(Beginning of THE DATA)

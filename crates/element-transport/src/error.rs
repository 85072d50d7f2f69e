//! Error types for the element transport

use thiserror::Error;

/// Transport error enumeration
#[derive(Debug, Error, Clone, PartialEq, Eq)]
pub enum TransportError {
    /// Reference no longer denotes a live remote object
    #[error("Invalid element reference: {0}")]
    InvalidReference(String),

    /// The platform refused the request (e.g. accessibility not enabled)
    #[error("Permission denied: {0}")]
    PermissionDenied(String),

    /// The element does not support the requested capability
    #[error("Unsupported capability '{name}' on {element}")]
    Unsupported { element: String, name: String },

    /// No transport is wired up
    #[error("Transport unavailable: {0}")]
    Unavailable(String),

    /// Any other platform failure
    #[error("Transport failure: {0}")]
    Failure(String),
}

impl TransportError {
    pub fn invalid(element: impl std::fmt::Display) -> Self {
        Self::InvalidReference(element.to_string())
    }

    pub fn unsupported(element: impl std::fmt::Display, name: impl Into<String>) -> Self {
        Self::Unsupported {
            element: element.to_string(),
            name: name.into(),
        }
    }

    /// Check if error is retryable
    pub fn is_retryable(&self) -> bool {
        matches!(self, TransportError::Unavailable(_) | TransportError::Failure(_))
    }

    /// Get error severity (0=low, 1=medium, 2=high, 3=critical)
    pub fn severity(&self) -> u8 {
        match self {
            TransportError::PermissionDenied(_) | TransportError::Unavailable(_) => 3,
            TransportError::Failure(_) => 2,
            TransportError::InvalidReference(_) => 1,
            TransportError::Unsupported { .. } => 0,
        }
    }
}

#[cfg(test)]
mod tests {
    use super::*;

    #[test]
    fn test_retryable() {
        assert!(TransportError::Unavailable("down".into()).is_retryable());
        assert!(!TransportError::invalid("element#4").is_retryable());
        assert!(!TransportError::unsupported("element#4", "AXPress").is_retryable());
    }

    #[test]
    fn test_severity_ordering() {
        let denied = TransportError::PermissionDenied("ax disabled".into());
        let invalid = TransportError::invalid("element#1");
        assert!(denied.severity() > invalid.severity());
    }
}
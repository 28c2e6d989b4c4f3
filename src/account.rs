//! Bank account identification.

use crate::money::Currency;
use serde::Deserialize;

/// Account type written into `BANKACCTFROM`. Only checking accounts are
/// modelled.
pub const ACCOUNT_TYPE_CHECKING: &str = "CHECKING";

/// Identifies the account a document belongs to.
///
/// Built from configuration: the bank code and currency come from the
/// institution, the account number from the configured account.
#[derive(Debug, Clone, PartialEq, Eq)]
pub struct BankAccountRef {
    /// Routing code of the institution (`BANKID`).
    pub bank_code: String,

    /// Account number (`ACCTID`).
    pub account_number: String,

    /// Default currency of the account (`CURDEF`).
    pub currency: Currency,
}

impl BankAccountRef {
    pub fn new(
        bank_code: impl Into<String>,
        account_number: impl Into<String>,
        currency: Currency,
    ) -> Self {
        BankAccountRef {
            bank_code: bank_code.into(),
            account_number: account_number.into(),
            currency,
        }
    }

    pub fn account_type(&self) -> &'static str {
        ACCOUNT_TYPE_CHECKING
    }
}

/// An account as enumerated by a banking client.
#[derive(Debug, Clone, PartialEq, Eq, Deserialize)]
pub struct RemoteAccount {
    #[serde(rename = "number")]
    pub account_number: String,
    pub iban: String,
    pub bic: String,
    pub bank_code: String,
}

impl RemoteAccount {
    /// Returns `true` if this is the account with the given number.
    ///
    /// Leading zeros and surrounding whitespace are not significant, banks
    /// disagree on whether to pad account numbers.
    pub fn matches_number(&self, number: &str) -> bool {
        normalize_number(&self.account_number) == normalize_number(number)
    }
}

fn normalize_number(number: &str) -> &str {
    let trimmed = number.trim().trim_start_matches('0');
    if trimmed.is_empty() && !number.trim().is_empty() {
        "0"
    } else {
        trimmed
    }
}
//! Export orchestration.
//!
//! Walks the configured institutions and accounts strictly in order. Each
//! account gets its own output file and its own [`DocumentWriter`], which is
//! closed before the next account starts. The first failure aborts the run.

use crate::account::RemoteAccount;
use crate::client::{BankingClient, Connector};
use crate::config::{AccountConfig, AppConfig, DateRange, Institution};
use crate::error::{ExportError, Phase, Result};
use crate::money::{Currency, DecimalMoneyFormatter, LocaleMoneyFormatter, MoneyFormatter};
use crate::statement;
use crate::transaction::Statement;
use crate::writer::DocumentWriter;
use chrono::{Local, NaiveDate, NaiveDateTime};
use comfy_table::presets::NOTHING;
use comfy_table::Table;
use log::info;
use std::io::Write;
use std::path::PathBuf;

/// Settings of one export run.
#[derive(Debug, Clone)]
pub struct ExportOptions {
    /// Directory the `.ofx` files are written to.
    pub output_dir: PathBuf,

    /// Print a table of the exported transactions per account.
    pub verbose: bool,

    /// Suppress the per-file confirmation.
    pub quiet: bool,

    /// Reference date for relative period expressions.
    pub today: NaiveDate,

    /// Fixed `DTSERVER` value; the current time when `None`.
    pub server_time: Option<NaiveDateTime>,
}

impl Default for ExportOptions {
    fn default() -> Self {
        ExportOptions {
            output_dir: PathBuf::from("."),
            verbose: false,
            quiet: false,
            today: Local::now().date_naive(),
            server_time: None,
        }
    }
}

/// Runs exports for every configured account.
pub struct Exporter<C: Connector> {
    connector: C,
    options: ExportOptions,
}

impl<C: Connector> Exporter<C> {
    pub fn new(connector: C, options: ExportOptions) -> Self {
        Exporter { connector, options }
    }

    /// Exports all accounts of all institutions in `config`.
    ///
    /// Console messages go to `out`. Returns the written files in order.
    pub fn run<O: Write>(&self, config: &AppConfig, out: &mut O) -> Result<Vec<PathBuf>> {
        config.validate_fields()?;
        let range = config.date_range(self.options.today)?;
        info!("Exporting period {} - {}", range.start, range.end);

        let mut written = Vec::new();
        for institution in &config.institutions {
            info!(
                "Exporting {} account(s) of {}",
                institution.accounts.len(),
                institution.name
            );
            let mut client = self
                .connector
                .connect(institution)
                .map_err(|e| e.in_institution(&institution.name, Phase::Connect))?;
            let remote_accounts = client
                .list_accounts()
                .map_err(|e| e.in_institution(&institution.name, Phase::Resolve))?;

            for account in &institution.accounts {
                let path = self.export_account(
                    client.as_mut(),
                    institution,
                    &remote_accounts,
                    account,
                    &range,
                    out,
                )?;
                written.push(path);
            }
        }

        Ok(written)
    }

    fn export_account<O: Write>(
        &self,
        client: &mut dyn BankingClient,
        institution: &Institution,
        remote_accounts: &[RemoteAccount],
        account: &AccountConfig,
        range: &DateRange,
        out: &mut O,
    ) -> Result<PathBuf> {
        let remote = remote_accounts
            .iter()
            .find(|remote| remote.matches_number(&account.number))
            .ok_or_else(|| ExportError::AccountNotFound {
                institution: institution.name.clone(),
                account: account.number.clone(),
            })
            .map_err(|e| e.in_account(&institution.name, &account.name, Phase::Resolve))?;
        let account_ref = institution
            .bank_account_ref(account)
            .map_err(|e| e.in_account(&institution.name, &account.name, Phase::Resolve))?;

        let statements = client
            .fetch_statements(remote, range)
            .map_err(|e| e.in_account(&institution.name, &account.name, Phase::Fetch))?;

        let path = self
            .options
            .output_dir
            .join(output_filename(&account.name, range));
        DocumentWriter::create(&path)
            .and_then(|writer| {
                statement::export(
                    writer,
                    &DecimalMoneyFormatter,
                    &account_ref,
                    &statements,
                    self.options.server_time,
                )
            })
            .map_err(|e| e.in_account(&institution.name, &account.name, Phase::Write))?;
        info!(
            "Wrote {} statement(s) of {} to {}",
            statements.len(),
            account.name,
            path.display()
        );

        if self.options.verbose {
            let table = transaction_table(&statements, &account_ref.currency)?;
            writeln!(out, "{}", table)?;
        }
        if !self.options.quiet {
            writeln!(out, "file {} saved.", path.display())?;
        }

        Ok(path)
    }
}

/// `{normalized name}_{start}_{end}.ofx`
pub fn output_filename(account_name: &str, range: &DateRange) -> String {
    format!(
        "{}_{}_{}.ofx",
        normalize_name(account_name),
        range.start.format("%Y-%m-%d"),
        range.end.format("%Y-%m-%d")
    )
}

/// Lower-cases `name` and replaces whitespace with underscores.
pub fn normalize_name(name: &str) -> String {
    name.to_lowercase()
        .chars()
        .map(|c| if c.is_whitespace() { '_' } else { c })
        .collect()
}

/// Human readable listing of the exported transactions.
pub fn transaction_table(statements: &[Statement], currency: &Currency) -> Result<Table> {
    let mut table = Table::new();
    table.load_preset(NOTHING);
    table.set_header(vec!["Booking date", "Name", "Amount"]);

    for transaction in statements.iter().flat_map(|s| s.transactions.iter()) {
        let money = transaction.signed_money(currency)?;
        table.add_row(vec![
            transaction.booking_date.format("%Y-%m-%d").to_string(),
            transaction.name.clone(),
            LocaleMoneyFormatter.format(&money),
        ]);
    }
    Ok(table)
}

(End of THE DATA)

### [EXERCISE DIRECTIONS]
Please find every line in the records above that holds the word "Debug" and copy it.

### [OUTPUT OF THE EXERCISE]
#[derive(Debug, Error, Clone, PartialEq, Eq)]
#[derive(Debug, Clone, PartialEq, Eq)]
#[derive(Debug, Clone, PartialEq, Eq, Deserialize)]
#[derive(Debug, Clone)]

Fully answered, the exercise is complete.